### RECORDS SUPPLIED
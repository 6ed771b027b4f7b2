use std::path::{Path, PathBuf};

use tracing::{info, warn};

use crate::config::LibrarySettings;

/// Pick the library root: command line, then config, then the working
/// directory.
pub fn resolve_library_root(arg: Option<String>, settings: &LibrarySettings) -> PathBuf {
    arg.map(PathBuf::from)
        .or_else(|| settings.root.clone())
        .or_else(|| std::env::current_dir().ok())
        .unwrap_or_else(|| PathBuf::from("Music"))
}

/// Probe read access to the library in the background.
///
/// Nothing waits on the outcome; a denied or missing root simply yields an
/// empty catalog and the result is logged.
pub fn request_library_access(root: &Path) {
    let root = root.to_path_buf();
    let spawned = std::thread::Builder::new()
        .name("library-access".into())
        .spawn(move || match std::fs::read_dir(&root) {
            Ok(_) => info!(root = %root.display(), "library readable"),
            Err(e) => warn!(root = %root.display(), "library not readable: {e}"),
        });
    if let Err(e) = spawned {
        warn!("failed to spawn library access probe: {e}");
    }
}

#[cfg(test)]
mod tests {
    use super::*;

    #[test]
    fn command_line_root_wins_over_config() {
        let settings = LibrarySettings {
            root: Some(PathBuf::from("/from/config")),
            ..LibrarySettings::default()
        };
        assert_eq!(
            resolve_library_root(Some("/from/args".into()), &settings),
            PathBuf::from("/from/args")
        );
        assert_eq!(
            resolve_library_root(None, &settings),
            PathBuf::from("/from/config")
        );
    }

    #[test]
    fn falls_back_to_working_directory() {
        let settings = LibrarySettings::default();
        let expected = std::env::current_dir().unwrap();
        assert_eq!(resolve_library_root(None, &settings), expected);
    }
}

---

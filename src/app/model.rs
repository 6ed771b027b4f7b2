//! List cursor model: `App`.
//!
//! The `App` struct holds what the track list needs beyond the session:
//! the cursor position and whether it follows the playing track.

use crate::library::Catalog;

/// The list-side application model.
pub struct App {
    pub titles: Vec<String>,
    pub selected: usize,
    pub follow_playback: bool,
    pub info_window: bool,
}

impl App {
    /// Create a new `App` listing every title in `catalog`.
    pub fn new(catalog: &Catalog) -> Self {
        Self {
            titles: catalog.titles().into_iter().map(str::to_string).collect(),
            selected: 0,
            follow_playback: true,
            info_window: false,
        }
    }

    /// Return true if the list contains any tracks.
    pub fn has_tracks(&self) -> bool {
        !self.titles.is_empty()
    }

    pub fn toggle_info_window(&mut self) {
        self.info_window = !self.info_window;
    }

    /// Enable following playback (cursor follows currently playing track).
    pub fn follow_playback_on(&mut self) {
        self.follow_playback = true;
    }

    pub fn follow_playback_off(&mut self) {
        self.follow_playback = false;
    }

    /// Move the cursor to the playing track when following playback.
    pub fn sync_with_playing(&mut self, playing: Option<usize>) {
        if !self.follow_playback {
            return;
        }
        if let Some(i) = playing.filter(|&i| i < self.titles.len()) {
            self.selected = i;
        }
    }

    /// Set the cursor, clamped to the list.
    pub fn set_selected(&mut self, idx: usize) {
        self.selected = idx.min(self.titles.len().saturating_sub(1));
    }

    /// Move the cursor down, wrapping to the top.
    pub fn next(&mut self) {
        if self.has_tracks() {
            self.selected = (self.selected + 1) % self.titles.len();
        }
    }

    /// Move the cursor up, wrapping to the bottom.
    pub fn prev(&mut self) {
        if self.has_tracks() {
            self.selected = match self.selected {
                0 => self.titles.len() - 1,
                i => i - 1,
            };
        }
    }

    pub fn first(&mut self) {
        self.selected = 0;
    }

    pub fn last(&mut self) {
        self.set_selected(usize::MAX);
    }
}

### BRIEF
Search the data above for the word "bool". Copy each line it is in.

### EXERCISE RESULT
    pub follow_playback: bool,
    pub info_window: bool,
    pub fn has_tracks(&self) -> bool {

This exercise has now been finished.